═════ Source data ═════

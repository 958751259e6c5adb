#![no_main]

use std::time::Duration;

use arbitrary::Arbitrary;
use libfuzzer_sys::fuzz_target;
use snapsheet_core::{AnimationType, DragEvent, Sheet, SheetConfig};

#[derive(Debug, Arbitrary)]
enum Op {
    Start,
    Update { translation: i16, velocity: i16 },
    End { velocity: i16 },
    Cancel,
    Tick { ms: u8 },
    SnapTo { index: u8, profile: u8 },
    Jump { height: i16 },
}

fuzz_target!(|ops: Vec<Op>| {
    let Ok(mut sheet) = Sheet::new(SheetConfig::default()) else {
        return;
    };
    for op in ops.into_iter().take(256) {
        match op {
            Op::Start => sheet.handle_drag(DragEvent::start()),
            Op::Update { translation, velocity } => sheet.handle_drag(DragEvent::update(
                f64::from(translation),
                f64::from(velocity) * 4.0,
            )),
            Op::End { velocity } => sheet.handle_drag(DragEvent::end(0.0, f64::from(velocity) * 4.0)),
            Op::Cancel => sheet.handle_drag(DragEvent::cancel()),
            Op::Tick { ms } => {
                sheet.tick(Duration::from_millis(u64::from(ms)));
            }
            Op::SnapTo { index, profile } => {
                let animation = AnimationType::ALL[usize::from(profile) % AnimationType::ALL.len()];
                let _ = sheet.animate_to_snap_point(usize::from(index % 4), animation);
            }
            Op::Jump { height } => {
                sheet.jump_to_height(f64::from(height));
            }
        }
        assert!(!(sheet.is_dragging() && sheet.is_animating()), "two height writers");
        let frame = sheet.frame();
        assert_eq!(frame.translate_y, 900.0 - frame.height);
        assert!(frame.height.is_finite());
    }
});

═════

- **Task directions**
Which lines hold the word "Duration"? Return all of them from the records above.

- **Response to this exercise**
use std::time::Duration;
                sheet.tick(Duration::from_millis(u64::from(ms)));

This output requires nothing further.